(INFORMATION GIVEN)
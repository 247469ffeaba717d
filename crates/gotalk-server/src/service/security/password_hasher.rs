//! Password hashing and verification using Argon2id.
//!
//! Hashes are produced with the default Argon2id parameters (`m=19456`,
//! `t=2`, `p=1`) and stored as PHC strings, which embed the algorithm, cost
//! and salt alongside the digest.

use argon2::password_hash::{Error as ArgonError, try_generate_salt};
use argon2::{Argon2, PasswordHash, PasswordHasher as _, PasswordVerifier};

/// Tracing target for password hashing.
const TRACING_TARGET_PASSWORD_HASHER: &str = "gotalk_server::service::password_hasher";

/// Hashing could not produce a credential.
///
/// Only raised on internal failures such as salt entropy being unavailable.
#[derive(Debug, Clone, Copy, PartialEq, Eq, thiserror::Error)]
#[error("password hashing failed")]
pub struct HashingFailed;

/// Salted, adaptive one-way password hasher.
#[derive(Debug, Clone)]
pub struct PasswordHasher {
    argon2: Argon2<'static>,
}

impl PasswordHasher {
    /// Creates a new instance of the [`PasswordHasher`] service.
    pub fn new() -> Self {
        let argon2 = Argon2::default();
        Self { argon2 }
    }

    /// Hashes a password with a fresh random salt.
    ///
    /// The returned PHC string can be stored as is. Two hashes of the same
    /// password never compare equal.
    ///
    /// # Errors
    ///
    /// Returns [`HashingFailed`] if salt generation or the hashing operation
    /// fails. An empty or weakened hash is never returned.
    pub fn hash_password(&self, password: &str) -> Result<String, HashingFailed> {
        let salt = try_generate_salt().map_err(|e| {
            tracing::error!(
                target: TRACING_TARGET_PASSWORD_HASHER,
                error = %e,
                "failed to generate cryptographically secure salt"
            );
            HashingFailed
        })?;

        let password_hash = self
            .argon2
            .hash_password_with_salt(password.as_bytes(), &salt)
            .map_err(|e| {
                tracing::error!(
                    target: TRACING_TARGET_PASSWORD_HASHER,
                    error = %e,
                    "password hashing operation failed"
                );
                HashingFailed
            })?;

        Ok(password_hash.to_string())
    }

    /// Verifies a password against a stored PHC hash.
    ///
    /// Returns `false` on a mismatch and when the stored hash cannot be parsed.
    pub fn verify_password(&self, password: &str, stored_hash: &str) -> bool {
        let parsed_hash = match PasswordHash::new(stored_hash) {
            Ok(parsed_hash) => parsed_hash,
            Err(e) => {
                tracing::warn!(
                    target: TRACING_TARGET_PASSWORD_HASHER,
                    error = %e,
                    "invalid password hash format"
                );
                return false;
            }
        };

        match self
            .argon2
            .verify_password(password.as_bytes(), &parsed_hash)
        {
            Ok(()) => true,
            Err(ArgonError::PasswordInvalid) => {
                tracing::debug!(
                    target: TRACING_TARGET_PASSWORD_HASHER,
                    "password verification failed: incorrect password"
                );
                false
            }
            Err(e) => {
                tracing::error!(
                    target: TRACING_TARGET_PASSWORD_HASHER,
                    error = %e,
                    "password verification error"
                );
                false
            }
        }
    }

    /// Performs a throwaway verification against a freshly generated hash.
    ///
    /// Used when an account does not exist so that the lookup costs as much
    /// as checking a wrong password. Always returns `false`.
    pub fn verify_dummy_password(&self, password: &str) -> bool {
        use rand::RngExt;

        let password_len = rand::random_range(16..32);
        let dummy_password: String = (0..password_len)
            .map(|_| rand::rng().sample(rand::distr::Alphanumeric) as char)
            .collect();

        if let Ok(dummy_hash) = self.hash_password(&dummy_password) {
            let _ = self.verify_password(password, &dummy_hash);
        }

        false
    }
}

impl Default for PasswordHasher {
    fn default() -> Self {
        Self::new()
    }
}

#[cfg(test)]
mod tests {
    use super::*;

    #[test]
    fn hash_and_verify_password() -> anyhow::Result<()> {
        let hasher = PasswordHasher::new();
        let hash = hasher.hash_password("Str0ngPass!")?;

        assert!(hasher.verify_password("Str0ngPass!", &hash));
        assert!(!hasher.verify_password("Str0ngPass?", &hash));

        Ok(())
    }

    #[test]
    fn hash_uses_documented_parameters() -> anyhow::Result<()> {
        let hash = PasswordHasher::new().hash_password("Str0ngPass!")?;
        assert!(hash.starts_with("$argon2id$v=19$m=19456,t=2,p=1$"));
        Ok(())
    }

    #[test]
    fn hash_produces_unique_salts() -> anyhow::Result<()> {
        let hasher = PasswordHasher::new();

        let hash1 = hasher.hash_password("Str0ngPass!")?;
        let hash2 = hasher.hash_password("Str0ngPass!")?;

        assert_ne!(hash1, hash2);
        assert!(hasher.verify_password("Str0ngPass!", &hash1));
        assert!(hasher.verify_password("Str0ngPass!", &hash2));

        Ok(())
    }

    #[test]
    fn unparseable_hash_does_not_verify() {
        let hasher = PasswordHasher::new();
        assert!(!hasher.verify_password("Str0ngPass!", "invalid_hash_format"));
        assert!(!hasher.verify_password("Str0ngPass!", ""));
    }

    #[test]
    fn dummy_verification_never_succeeds() {
        let hasher = PasswordHasher::new();
        assert!(!hasher.verify_dummy_password("Str0ngPass!"));
        assert!(!hasher.verify_dummy_password(""));
    }
}
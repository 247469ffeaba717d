//! Connection callbacks and pool hooks for [`diesel_async`] and [`deadpool`].

use std::time::Instant;

use deadpool::managed::{HookResult, Metrics};
use diesel::ConnectionResult;
use diesel_async::pooled_connection::{PoolError, PoolableConnection};
use diesel_async::{AsyncConnection, AsyncPgConnection};
use futures::FutureExt;
use futures::future::BoxFuture;

use super::pg_config::mask_url;
use crate::TRACING_TARGET_CONNECTION;

/// Opens a connection for the pool and logs how long the handshake took.
pub fn setup_callback<C>(addr: &str) -> BoxFuture<'_, ConnectionResult<C>>
where
    C: AsyncConnection + 'static,
{
    let start = Instant::now();
    let url = mask_url(addr);

    async move {
        let result = C::establish(addr).await;
        let elapsed_ms = start.elapsed().as_millis();

        match &result {
            Ok(_) => tracing::info!(
                target: TRACING_TARGET_CONNECTION,
                url = %url,
                elapsed_ms,
                "database connection opened"
            ),
            Err(err) => tracing::error!(
                target: TRACING_TARGET_CONNECTION,
                url = %url,
                elapsed_ms,
                error = %err,
                "could not open database connection"
            ),
        }

        result
    }
    .boxed()
}

/// Called once a freshly created connection joins the pool.
pub fn post_create(conn: &mut AsyncPgConnection, metrics: &Metrics) -> HookResult<PoolError> {
    if conn.is_broken() {
        tracing::warn!(
            target: TRACING_TARGET_CONNECTION,
            created_at = ?metrics.created,
            "new database connection is already broken"
        );
    }

    Ok(())
}

/// Called before an idle connection is handed out again.
pub fn pre_recycle(conn: &mut AsyncPgConnection, metrics: &Metrics) -> HookResult<PoolError> {
    tracing::trace!(
        target: TRACING_TARGET_CONNECTION,
        recycle_count = metrics.recycle_count,
        is_broken = conn.is_broken(),
        "recycling database connection"
    );

    Ok(())
}
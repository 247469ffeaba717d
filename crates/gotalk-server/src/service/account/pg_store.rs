//! PostgreSQL-backed [`AccountStore`].

use gotalk_postgres::query::AccountRepository;
use gotalk_postgres::{PgClient, PgError};
use uuid::Uuid;

use super::{Account, AccountStore, StoreError, TRACING_TARGET_ACCOUNT};

/// [`AccountStore`] over a pooled PostgreSQL client.
#[derive(Debug, Clone)]
pub struct PgAccountStore {
    pg: PgClient,
}

impl PgAccountStore {
    /// Creates a new store over `pg`.
    pub fn new(pg: PgClient) -> Self {
        Self { pg }
    }
}

impl From<PgError> for StoreError {
    fn from(error: PgError) -> Self {
        if error.is_unique_violation() {
            tracing::debug!(
                target: TRACING_TARGET_ACCOUNT,
                constraint = ?error.account_constraint(),
                "username already taken"
            );
            return Self::Conflict;
        }

        tracing::error!(
            target: TRACING_TARGET_ACCOUNT,
            error = %error,
            transient = error.is_transient(),
            "account store operation failed"
        );
        Self::unavailable(error)
    }
}

#[async_trait::async_trait]
impl AccountStore for PgAccountStore {
    async fn create(&self, account: Account) -> Result<Account, StoreError> {
        let mut conn = self.pg.get_connection().await?;
        let account = conn.create_account(account.into()).await?;
        Ok(account.into())
    }

    async fn find_by_name(&self, username: &str) -> Result<Account, StoreError> {
        let mut conn = self.pg.get_connection().await?;
        let account = conn.find_account_by_username(username).await?;
        account.map(Account::from).ok_or(StoreError::NotFound)
    }

    async fn find_by_id(&self, account_id: Uuid) -> Result<Account, StoreError> {
        let mut conn = self.pg.get_connection().await?;
        let account = conn.find_account_by_id(account_id).await?;
        account.map(Account::from).ok_or(StoreError::NotFound)
    }

    async fn update(&self, account: Account) -> Result<Account, StoreError> {
        let mut conn = self.pg.get_connection().await?;
        let account_id = account.id;
        let account = conn.update_account(account_id, account.into()).await?;
        account.map(Account::from).ok_or(StoreError::NotFound)
    }

    async fn delete(&self, account_id: Uuid) -> Result<(), StoreError> {
        let mut conn = self.pg.get_connection().await?;
        if conn.delete_account(account_id).await? {
            Ok(())
        } else {
            Err(StoreError::NotFound)
        }
    }
}

#[cfg(test)]
mod tests {
    use super::*;

    #[test]
    fn pool_failures_are_unavailable() {
        let error = StoreError::from(PgError::Pool("pool is closed".to_owned()));
        assert!(matches!(error, StoreError::Unavailable(_)));
    }

    #[test]
    fn config_failures_are_unavailable() {
        let error = StoreError::from(PgError::Config("bad url".to_owned()));
        assert!(matches!(error, StoreError::Unavailable(_)));
    }
}
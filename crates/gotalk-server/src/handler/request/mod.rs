//! Request types for HTTP handlers.

mod accounts;
mod authentications;
mod validations;

pub use accounts::*;
pub use authentications::*;
pub use validations::*;
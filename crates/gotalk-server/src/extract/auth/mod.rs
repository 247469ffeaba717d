//! Bearer token extraction and verification.

mod auth_header;
mod auth_state;

pub use auth_header::AuthHeader;
pub use auth_state::AuthState;
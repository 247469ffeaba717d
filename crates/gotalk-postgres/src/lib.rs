#![forbid(unsafe_code)]
#![cfg_attr(docsrs, feature(doc_cfg))]
#![doc = include_str!("../README.md")]

pub(crate) const MIGRATIONS: diesel_migrations::EmbeddedMigrations =
    diesel_migrations::embed_migrations!("./migrations");

pub const TRACING_TARGET_CLIENT: &str = "gotalk_postgres::client";
pub const TRACING_TARGET_QUERY: &str = "gotalk_postgres::queries";
pub const TRACING_TARGET_MIGRATION: &str = "gotalk_postgres::migrations";
pub const TRACING_TARGET_CONNECTION: &str = "gotalk_postgres::connection";

mod client;
pub mod model;
pub mod query;
mod schema;
pub mod types;

use deadpool::managed::TimeoutType;
use diesel::ConnectionError;
use diesel::result::{DatabaseErrorKind, Error as DieselError};
use diesel_async::pooled_connection::PoolError;
use diesel_async::pooled_connection::deadpool::PoolError as DeadpoolError;
pub use diesel_async::AsyncPgConnection as PgConnection;

pub use crate::client::{
    ConnectionPool, MigrationResult, PgClient, PgClientMigrationExt, PgConfig, PgConn,
    PooledConnection, run_pending_migrations,
};
use crate::types::AccountConstraint;

/// Boxed migration harness error.
pub type BoxError = Box<dyn std::error::Error + Send + Sync>;

/// Everything that can go wrong talking to PostgreSQL.
#[derive(Debug, thiserror::Error)]
#[must_use = "database errors should be handled appropriately"]
pub enum PgError {
    #[error("invalid database configuration: {0}")]
    Config(String),

    /// Waiting for, creating or recycling a pooled connection took too long.
    #[error("database pool timed out ({0:?})")]
    Timeout(TimeoutType),

    #[error("database connection failed: {0}")]
    Connection(#[from] ConnectionError),

    #[error("database migration failed: {0}")]
    Migration(BoxError),

    #[error("database query failed: {0}")]
    Query(#[from] DieselError),

    /// Pool misconfiguration that should never happen at runtime.
    #[error("database pool unusable: {0}")]
    Pool(String),
}

impl PgError {
    /// The constraint a failed statement violated, if PostgreSQL named one.
    pub fn constraint_name(&self) -> Option<&str> {
        match self {
            Self::Query(DieselError::DatabaseError(_, info)) => info.constraint_name(),
            _ => None,
        }
    }

    /// The violated `accounts` constraint, when it is one this crate declares.
    pub fn account_constraint(&self) -> Option<AccountConstraint> {
        self.constraint_name().and_then(AccountConstraint::from_name)
    }

    /// Whether a `UNIQUE` constraint rejected the statement.
    pub fn is_unique_violation(&self) -> bool {
        matches!(
            self,
            Self::Query(DieselError::DatabaseError(DatabaseErrorKind::UniqueViolation, _))
        )
    }

    /// Whether retrying later may succeed.
    pub fn is_transient(&self) -> bool {
        match self {
            Self::Timeout(_) | Self::Connection(_) => true,
            Self::Query(DieselError::DatabaseError(kind, _)) => {
                matches!(kind, DatabaseErrorKind::ClosedConnection)
            }
            _ => false,
        }
    }
}

impl From<DeadpoolError> for PgError {
    fn from(error: DeadpoolError) -> Self {
        match error {
            DeadpoolError::Timeout(timeout) => Self::Timeout(timeout),
            DeadpoolError::Backend(PoolError::ConnectionError(error)) => Self::Connection(error),
            DeadpoolError::Backend(PoolError::QueryError(error)) => Self::Query(error),
            DeadpoolError::Closed => Self::Pool("pool is closed".to_owned()),
            DeadpoolError::NoRuntimeSpecified => Self::Pool("no async runtime".to_owned()),
            DeadpoolError::PostCreateHook(error) => {
                tracing::warn!(
                    target: TRACING_TARGET_CONNECTION,
                    error = %error,
                    "connection setup hook failed"
                );
                Self::Pool(error.to_string())
            }
        }
    }
}

pub type PgResult<T, E = PgError> = Result<T, E>;
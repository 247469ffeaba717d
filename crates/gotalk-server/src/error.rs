//! Start-up and wiring failures.
//!
//! Anything that goes wrong while building [`ServiceState`] ends up here:
//! bad configuration, an unreachable database, an unusable signing key.
//! Failures while serving a request use [`handler::Error`].
//!
//! [`ServiceState`]: crate::service::ServiceState
//! [`handler::Error`]: crate::handler::Error

use std::borrow::Cow;
use std::error::Error as StdError;

/// Boxed error that can cross task boundaries.
pub type BoxedError = Box<dyn StdError + Send + Sync>;

pub type Result<T, E = Error> = std::result::Result<T, E>;

#[derive(Debug, Clone, Copy, PartialEq, Eq, Hash, strum::Display, strum::IntoStaticStr)]
#[strum(serialize_all = "snake_case")]
pub enum ErrorKind {
    /// Missing, conflicting or out-of-range settings.
    Config,
    /// A backing system such as Postgres or the filesystem failed.
    External,
}

#[derive(Debug, thiserror::Error)]
#[error("{kind} error: {message}")]
pub struct Error {
    kind: ErrorKind,
    message: Cow<'static, str>,
    #[source]
    source: Option<BoxedError>,
}

impl Error {
    pub fn config(message: impl Into<Cow<'static, str>>) -> Self {
        Self {
            kind: ErrorKind::Config,
            message: message.into(),
            source: None,
        }
    }

    /// `system` prefixes the message, e.g. `postgres: ...`.
    pub fn external(system: &str, message: impl AsRef<str>) -> Self {
        Self {
            kind: ErrorKind::External,
            message: format!("{system}: {}", message.as_ref()).into(),
            source: None,
        }
    }

    pub fn with_source(self, source: impl StdError + Send + Sync + 'static) -> Self {
        Self {
            source: Some(Box::new(source)),
            ..self
        }
    }

    #[inline]
    pub const fn kind(&self) -> ErrorKind {
        self.kind
    }

    #[inline]
    pub fn message(&self) -> &str {
        &self.message
    }
}

#[cfg(test)]
mod tests {
    use super::*;

    #[test]
    fn config_error_display() {
        let error = Error::config("JWT_SECRET is not set");
        assert_eq!(error.kind(), ErrorKind::Config);
        assert_eq!(error.message(), "JWT_SECRET is not set");
        assert_eq!(error.to_string(), "config error: JWT_SECRET is not set");
    }

    #[test]
    fn external_error_keeps_source() {
        let io = std::io::Error::new(std::io::ErrorKind::NotFound, "no such file");
        let error = Error::external("filesystem", "cannot read secret").with_source(io);

        assert_eq!(error.kind(), ErrorKind::External);
        assert_eq!(error.message(), "filesystem: cannot read secret");
        assert!(StdError::source(&error).is_some());
    }

    #[test]
    fn kind_names_are_snake_case() {
        let name: &'static str = ErrorKind::External.into();
        assert_eq!(name, "external");
        assert_eq!(ErrorKind::Config.to_string(), "config");
    }
}
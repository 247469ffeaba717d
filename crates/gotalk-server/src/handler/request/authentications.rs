//! Authentication request types.

use std::fmt;

use serde::{Deserialize, Serialize};
use validator::Validate;

use super::validate_username;

/// Request payload for registration and login.
#[must_use]
#[derive(Clone, Serialize, Deserialize, Validate)]
#[serde(rename_all = "camelCase")]
pub struct Credentials {
    /// Username of the account.
    #[validate(custom(function = "validate_username"))]
    pub username: String,

    /// Password of the account.
    pub password: String,
}

impl fmt::Debug for Credentials {
    fn fmt(&self, f: &mut fmt::Formatter<'_>) -> fmt::Result {
        f.debug_struct("Credentials")
            .field("username", &self.username)
            .finish_non_exhaustive()
    }
}

/// Request payload for registration.
pub type Register = Credentials;

/// Request payload for login.
pub type Login = Credentials;
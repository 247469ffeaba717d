//! JSON extractors whose rejections are [`handler::Error`]s.
//!
//! [`handler::Error`]: crate::handler::Error

mod enhanced_json;
mod validated_json;

pub use self::enhanced_json::Json;
pub use self::validated_json::ValidateJson;
//! Request validation utilities.

use validator::ValidationError;

/// Maximum username length, counted in characters after trimming.
pub const USERNAME_MAX_LENGTH: usize = 64;

pub fn validation_error(code: &'static str, message: &str) -> ValidationError {
    let mut error = ValidationError::new(code);
    error.message = Some(message.to_string().into());
    error
}

/// Checks that a username is 1 to 64 characters long once trimmed.
pub fn validate_username(username: &str) -> Result<(), ValidationError> {
    let length = username.trim().chars().count();

    if length == 0 {
        return Err(validation_error(
            "username_empty",
            "Username cannot be empty",
        ));
    }

    if length > USERNAME_MAX_LENGTH {
        return Err(validation_error(
            "username_too_long",
            "Username cannot exceed 64 characters",
        ));
    }

    Ok(())
}

/// Trait for normalizing request strings.
pub trait Normalized {
    /// Returns the value with surrounding whitespace removed.
    fn normalized_string(&self) -> String;
}

impl Normalized for String {
    fn normalized_string(&self) -> String {
        self.trim().to_owned()
    }
}
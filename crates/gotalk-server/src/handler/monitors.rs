//! Liveness endpoint.

use axum::Router;
use axum::routing::get;

use crate::handler::response::HEALTHY;
use crate::service::ServiceState;

/// Reports that the process is up. Touches no dependency.
async fn health() -> &'static str {
    HEALTHY
}

/// Returns a [`Router`] with all health monitoring routes.
///
/// [`Router`]: axum::routing::Router
pub fn routes() -> Router<ServiceState> {
    Router::new().route("/health", get(health))
}
//! Process-wide interrupt dispatch for the active button.
//!
//! Hardware edge interrupts carry no instance context, so the crate keeps a
//! single slot naming the button currently attached for interrupt delivery.
//! Platform glue calls [`dispatch_edge`] (or [`dispatch_edge_at`]) from its
//! ISR body; the slot routes the edge into the attached button's debounce
//! gate. Attaching another button replaces the slot silently; there is no
//! explicit detach.

use core::cell::Cell;

use critical_section::Mutex;

use crate::state::ToggleState;
use crate::time::TimeInstant;

/// Registration record for the button currently receiving edge events.
#[derive(Clone, Copy)]
struct ActiveButton {
    state: &'static ToggleState,
    debounce_ms: u64,
}

/// The one process-wide slot. Only the most recently attached button
/// receives dispatch.
static ACTIVE: Mutex<Cell<Option<ActiveButton>>> = Mutex::new(Cell::new(None));

/// Installs `state` as the interrupt delivery target, superseding any
/// previous attachment.
pub(crate) fn set_active(state: &'static ToggleState, debounce_ms: u64) {
    critical_section::with(|cs| {
        ACTIVE
            .borrow(cs)
            .set(Some(ActiveButton { state, debounce_ms }));
    });
}

/// Returns whether `state` is the current interrupt delivery target.
pub(crate) fn is_active(state: &ToggleState) -> bool {
    critical_section::with(|cs| {
        ACTIVE
            .borrow(cs)
            .get()
            .is_some_and(|active| core::ptr::eq(active.state, state))
    })
}

/// Routes a hardware edge observed at `now` into the attached button.
///
/// Call this from the platform's edge interrupt handler. Returns whether the
/// edge was accepted by the debounce gate; returns `false` when no button is
/// attached (the edge is dropped).
#[inline]
pub fn dispatch_edge<I: TimeInstant>(now: I) -> bool {
    dispatch_edge_at(now.as_millis())
}

/// Millisecond-timestamp variant of [`dispatch_edge`], for ISRs that read a
/// raw tick counter rather than construct an instant.
pub fn dispatch_edge_at(now_ms: u64) -> bool {
    let active = critical_section::with(|cs| ACTIVE.borrow(cs).get());
    match active {
        Some(button) => button.state.service(now_ms, button.debounce_ms),
        None => false,
    }
}
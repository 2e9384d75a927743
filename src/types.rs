//! Core types for button configuration and state.

/// Electrical configuration of the button's input pin.
///
/// Fixed at construction; which mode is correct depends on how the button is
/// wired (to VCC with an external pull-down, to GND with a pull-up, etc.).
#[derive(Debug, Clone, Copy, PartialEq, Eq)]
#[cfg_attr(feature = "defmt", derive(defmt::Format))]
pub enum InputMode {
    /// Plain high-impedance input. Requires an external pull resistor.
    Floating,

    /// Input with the internal pull-up resistor enabled (idle high).
    PullUp,

    /// Input with the internal pull-down resistor enabled (idle low).
    PullDown,
}

/// Which signal transitions fire the debounce-and-toggle routine.
#[derive(Debug, Clone, Copy, PartialEq, Eq)]
#[cfg_attr(feature = "defmt", derive(defmt::Format))]
pub enum EdgeMode {
    /// Low-to-high transitions only.
    Rising,

    /// High-to-low transitions only.
    Falling,

    /// Any transition.
    Change,
}

/// The logical state of a button.
///
/// Flips on each accepted edge rather than mirroring the raw electrical
/// level, so a press-and-hold reads as a single transition.
#[derive(Debug, Clone, Copy, PartialEq, Eq)]
#[cfg_attr(feature = "defmt", derive(defmt::Format))]
pub enum ButtonState {
    /// Initial state; no accepted edge, or an even number of them.
    Released,

    /// An odd number of accepted edges.
    Pressed,
}

impl ButtonState {
    /// Returns true for [`ButtonState::Pressed`].
    #[inline]
    pub fn is_pressed(&self) -> bool {
        matches!(self, ButtonState::Pressed)
    }
}

impl From<bool> for ButtonState {
    fn from(toggled: bool) -> Self {
        if toggled {
            ButtonState::Pressed
        } else {
            ButtonState::Released
        }
    }
}

impl From<ButtonState> for bool {
    fn from(state: ButtonState) -> Self {
        state.is_pressed()
    }
}

/// Errors that can occur while constructing a button.
///
/// Construction is the only fallible operation; all runtime operations are
/// total. On embedded targets a construction failure is a wiring or board
/// configuration mistake and is typically treated as fatal at startup.
#[derive(Debug, Clone, Copy, PartialEq, Eq)]
#[cfg_attr(feature = "defmt", derive(defmt::Format))]
pub enum ButtonError {
    /// The pin does not refer to a usable digital input.
    InvalidPin,

    /// The pin cannot be configured in the requested mode (e.g. no internal
    /// pull-down on this line).
    UnsupportedMode(InputMode),
}

impl core::fmt::Display for ButtonError {
    fn fmt(&self, f: &mut core::fmt::Formatter<'_>) -> core::fmt::Result {
        match self {
            ButtonError::InvalidPin => {
                write!(f, "pin is not a usable digital input")
            }
            ButtonError::UnsupportedMode(mode) => {
                write!(f, "pin does not support input mode {:?}", mode)
            }
        }
    }
}

#[cfg(feature = "std")]
impl std::error::Error for ButtonError {}

#[cfg(test)]
mod tests {
    use super::*;
    extern crate std;
    use std::format;

    #[test]
    fn button_state_round_trips_through_bool() {
        assert_eq!(ButtonState::from(false), ButtonState::Released);
        assert_eq!(ButtonState::from(true), ButtonState::Pressed);
        assert!(!bool::from(ButtonState::Released));
        assert!(bool::from(ButtonState::Pressed));
        assert!(ButtonState::Pressed.is_pressed());
        assert!(!ButtonState::Released.is_pressed());
    }

    #[test]
    fn error_messages_format_correctly_for_display() {
        let error = ButtonError::InvalidPin;
        assert!(format!("{}", error).contains("not a usable digital input"));

        let error = ButtonError::UnsupportedMode(InputMode::PullDown);
        let error_str = format!("{}", error);
        assert!(error_str.contains("does not support"));
        assert!(error_str.contains("PullDown"));
    }
}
(End INFORMATION GIVEN)
WHAT TO PRODUCE: Will you return exactly the lines above from the one with "#![forbid(unsafe_code)]" down to the one with "pub mod types;", counting both as part of the range?

RESULT OF THIS TASK:
#![forbid(unsafe_code)]
#![cfg_attr(docsrs, feature(doc_cfg))]
#![doc = include_str!("../README.md")]

pub(crate) const MIGRATIONS: diesel_migrations::EmbeddedMigrations =
    diesel_migrations::embed_migrations!("./migrations");

pub const TRACING_TARGET_CLIENT: &str = "gotalk_postgres::client";
pub const TRACING_TARGET_QUERY: &str = "gotalk_postgres::queries";
pub const TRACING_TARGET_MIGRATION: &str = "gotalk_postgres::migrations";
pub const TRACING_TARGET_CONNECTION: &str = "gotalk_postgres::connection";

mod client;
pub mod model;
pub mod query;
mod schema;
pub mod types;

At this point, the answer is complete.